Per primo, quello tedesco (Haydn 1797). Inizia con “Deutschland, Deutschland über alles, über alles in der Welt”, ovvero “Germania, Germania sopra tutto nel mondo”. Ebbe una triste storia legata al periodo del terzo Reich, tanto che dopo la guerra fu vietato per legge di cantare la prima strofa. Oggi inizia così: “Unità, giustizia e libertà per la patria tedesca!” Insomma sempre questa brutta parola sessista: patria, la terra dei padri.
Esaminiamo allora quella italiana (Mameli 1847) che inizia con “Fratelli d’Italia”. Anche qui mi vengono i brividi, di paura. L’inno insiste poi con: “Siam pronti alla morte, siam pronti alla morte, l’Italia chiamò.” Io personalmente non sono pronto a morire per qualsiasi patria e mai vorrei dover cantare questi inni. L’esortazione agli italiani, intesi come “fratelli patrioti”, a combattere per il proprio Paese deve essere considerato nel contesto storico che oggi pero sfugge alla maggioranza delle persone.

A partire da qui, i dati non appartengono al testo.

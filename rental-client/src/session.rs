//! Authentication session and its persistence.
//!
//! A [`Session`] is an explicit value handed to every call that needs a user.
//! Nothing in this crate keeps a global session; persistence between runs is
//! delegated to a [`SessionStore`].
//!
//! # Examples
//!
//! ```
//! use rental_client::{
//!     models::UserId,
//!     session::{AuthToken, Credentials, MemorySessionStore, Session, SessionStore},
//! };
//!
//! let store = MemorySessionStore::new();
//! assert!(!store.load()?.is_authenticated());
//!
//! let creds = Credentials::new(AuthToken::new("tok"), UserId::new(4));
//! store.save(&Session::Authenticated(creds))?;
//! assert_eq!(store.load()?.user_id(), Some(UserId::new(4)));
//! # Ok::<(), rental_client::error::RentalError>(())
//! ```

use std::{
    fmt,
    path::{Path, PathBuf},
    sync::Mutex,
};

use serde::{Deserialize, Serialize};
use zeroize::Zeroize;

use crate::{
    error::{RentalError, Result},
    models::{RoleId, User, UserId},
};

/// Bearer token issued at login.
///
/// # Security
///
/// - `Debug` never prints the value
/// - Memory is zeroized on drop
#[derive(Clone, PartialEq, Eq, Serialize, Deserialize)]
#[serde(transparent)]
pub struct AuthToken(String);

impl AuthToken {
    /// Wraps a raw token.
    #[must_use]
    pub fn new(token: impl Into<String>) -> Self {
        Self(token.into())
    }

    /// Raw token for the `Authorization` header.
    #[must_use]
    pub fn expose(&self) -> &str {
        &self.0
    }
}

impl fmt::Debug for AuthToken {
    fn fmt(&self, f: &mut fmt::Formatter<'_>) -> fmt::Result {
        f.write_str("AuthToken([REDACTED])")
    }
}

impl Drop for AuthToken {
    fn drop(&mut self) {
        self.0.zeroize();
    }
}

/// What the client knows about the signed-in user.
#[derive(Debug, Clone, PartialEq, Eq, Serialize, Deserialize)]
pub struct Credentials {
    token: AuthToken,
    user_id: UserId,
    #[serde(default)]
    name: Option<String>,
    #[serde(default)]
    email: Option<String>,
    #[serde(default)]
    role_id: Option<RoleId>,
}

impl Credentials {
    /// Credentials with only the token and user id.
    #[must_use]
    pub fn new(token: AuthToken, user_id: UserId) -> Self {
        Self { token, user_id, name: None, email: None, role_id: None }
    }

    /// Credentials enriched with the user's profile.
    #[must_use]
    pub fn from_user(token: AuthToken, user: &User) -> Self {
        Self {
            token,
            user_id: user.id_usuario,
            name: Some(user.nombres.clone()),
            email: Some(user.email.clone()),
            role_id: user.id_rol,
        }
    }

    /// Bearer token.
    #[must_use]
    pub fn token(&self) -> &str {
        self.token.expose()
    }

    /// Signed-in user.
    #[must_use]
    pub const fn user_id(&self) -> UserId {
        self.user_id
    }

    /// Display name, when known.
    #[must_use]
    pub fn name(&self) -> Option<&str> {
        self.name.as_deref()
    }

    /// Email address, when known.
    #[must_use]
    pub fn email(&self) -> Option<&str> {
        self.email.as_deref()
    }

    /// Role, when known.
    #[must_use]
    pub const fn role_id(&self) -> Option<RoleId> {
        self.role_id
    }
}

/// Authentication state for one user.
#[derive(Debug, Clone, Default, PartialEq, Eq)]
pub enum Session {
    /// No one is signed in.
    #[default]
    Unauthenticated,
    /// Signed in.
    Authenticated(Credentials),
}

impl Session {
    /// Returns true when signed in.
    #[must_use]
    pub const fn is_authenticated(&self) -> bool {
        matches!(self, Self::Authenticated(_))
    }

    /// Bearer token, when signed in.
    #[must_use]
    pub fn token(&self) -> Option<&str> {
        self.credentials().map(Credentials::token)
    }

    /// Signed-in user id.
    #[must_use]
    pub fn user_id(&self) -> Option<UserId> {
        self.credentials().map(Credentials::user_id)
    }

    /// Credentials, when signed in.
    #[must_use]
    pub const fn credentials(&self) -> Option<&Credentials> {
        match self {
            Self::Authenticated(creds) => Some(creds),
            Self::Unauthenticated => None,
        }
    }

    /// Credentials, or [`RentalError::Unauthenticated`].
    ///
    /// # Errors
    ///
    /// Returns [`RentalError::Unauthenticated`] when no one is signed in.
    pub fn require(&self) -> Result<&Credentials> {
        self.credentials().ok_or(RentalError::Unauthenticated)
    }
}

/// Persists a [`Session`] between runs.
pub trait SessionStore: Send + Sync {
    /// Loads the stored session; a missing one is [`Session::Unauthenticated`].
    ///
    /// # Errors
    ///
    /// Returns [`RentalError::SessionStore`] if the store cannot be read.
    fn load(&self) -> Result<Session>;

    /// Stores a session, replacing any previous one.
    ///
    /// Saving [`Session::Unauthenticated`] is equivalent to [`clear`](Self::clear).
    ///
    /// # Errors
    ///
    /// Returns [`RentalError::SessionStore`] if the store cannot be written.
    fn save(&self, session: &Session) -> Result<()>;

    /// Forgets the stored session.
    ///
    /// # Errors
    ///
    /// Returns [`RentalError::SessionStore`] if the store cannot be written.
    fn clear(&self) -> Result<()>;
}

/// Process-local store.
#[derive(Debug, Default)]
pub struct MemorySessionStore {
    credentials: Mutex<Option<Credentials>>,
}

impl MemorySessionStore {
    /// Creates an empty store.
    #[must_use]
    pub fn new() -> Self {
        Self::default()
    }

    fn slot(&self) -> Result<std::sync::MutexGuard<'_, Option<Credentials>>> {
        self.credentials
            .lock()
            .map_err(|_| RentalError::SessionStore("session lock poisoned".to_owned()))
    }
}

impl SessionStore for MemorySessionStore {
    fn load(&self) -> Result<Session> {
        Ok(self.slot()?.clone().map_or(Session::Unauthenticated, Session::Authenticated))
    }

    fn save(&self, session: &Session) -> Result<()> {
        *self.slot()? = session.credentials().cloned();
        Ok(())
    }

    fn clear(&self) -> Result<()> {
        *self.slot()? = None;
        Ok(())
    }
}

/// JSON file store.
///
/// On Unix the file is created with mode `0600`.
#[derive(Debug, Clone)]
pub struct FileSessionStore {
    path: PathBuf,
}

impl FileSessionStore {
    /// Store backed by the given file.
    #[must_use]
    pub fn new(path: impl Into<PathBuf>) -> Self {
        Self { path: path.into() }
    }

    /// Backing file.
    #[must_use]
    pub fn path(&self) -> &Path {
        &self.path
    }

    fn write(&self, contents: &[u8]) -> std::io::Result<()> {
        if let Some(parent) = self.path.parent() {
            std::fs::create_dir_all(parent)?;
        }

        let mut options = std::fs::OpenOptions::new();
        options.write(true).create(true).truncate(true);
        #[cfg(unix)]
        {
            use std::os::unix::fs::OpenOptionsExt;
            options.mode(0o600);
        }

        let mut file = options.open(&self.path)?;
        std::io::Write::write_all(&mut file, contents)
    }
}

impl SessionStore for FileSessionStore {
    fn load(&self) -> Result<Session> {
        let contents = match std::fs::read(&self.path) {
            Ok(contents) => contents,
            Err(e) if e.kind() == std::io::ErrorKind::NotFound => {
                return Ok(Session::Unauthenticated);
            }
            Err(e) => {
                return Err(RentalError::SessionStore(format!(
                    "cannot read {}: {e}",
                    self.path.display()
                )));
            }
        };

        let credentials: Credentials = serde_json::from_slice(&contents).map_err(|e| {
            RentalError::SessionStore(format!("corrupt session file {}: {e}", self.path.display()))
        })?;
        Ok(Session::Authenticated(credentials))
    }

    fn save(&self, session: &Session) -> Result<()> {
        let Some(credentials) = session.credentials() else {
            return self.clear();
        };

        let mut json = serde_json::to_vec(credentials)
            .map_err(|e| RentalError::SessionStore(format!("cannot encode session: {e}")))?;
        let result = self.write(&json);
        json.zeroize();

        result.map_err(|e| {
            RentalError::SessionStore(format!("cannot write {}: {e}", self.path.display()))
        })
    }

    fn clear(&self) -> Result<()> {
        match std::fs::remove_file(&self.path) {
            Ok(()) => Ok(()),
            Err(e) if e.kind() == std::io::ErrorKind::NotFound => Ok(()),
            Err(e) => Err(RentalError::SessionStore(format!(
                "cannot remove {}: {e}",
                self.path.display()
            ))),
        }
    }
}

Parliamo allora dell’inno Europeo (Schiller 1785), Intanto mi piace già il titolo, “Inno alla gioia”. Il testo descrive l’ideale tipicamente romantico di una società di uomini legati tra loro da vincoli di gioia e amicizia universale. Il diffuso umanesimo di quei tempi, mirava all’integrità dell’individuo, che in pieno accordo con la società, avrebbe potuto attuare quell’armonia spirituale che segna l’inizio di un rinnovamento dell’umanità. Insomma, il trionfo della fraternità universale sulla disperazione e la guerra. Sarà il cuore a guidare l’uomo mediante le leggi morali insite in lui. La legge dell’amore stringerà tra loro gli uomini secondo un ordine mirabile perché non determinato da cieca necessità, bensì da libera elezione. In questo, l’inno alla gioia somiglia molto a “Imagine” di Lennon.
La canzone divenne celebre perché Beethoven la inserì nella nona sinfonia, eseguita per la prima volta a Vienna davanti a un pubblico in delirio nel 1824. Il grande genio musicale, a quei tempi, era oramai completamente sordo da diversi anni e perciò non poteva dirigere l’orchestra. Lui era comunque presente sul palco e, nascosto in un angolo, dirigeva il suo capolavoro con gesti furiosi, ma completamente fuori tempo, tanto che ai musicisti prima del concerto fu raccomandato di non seguire i movimenti del maestro. Quando il concerto finì, lo dovettero strattonare e girare verso il pubblico perché lui continuava ancora a dirigere la musica che aveva nella testa.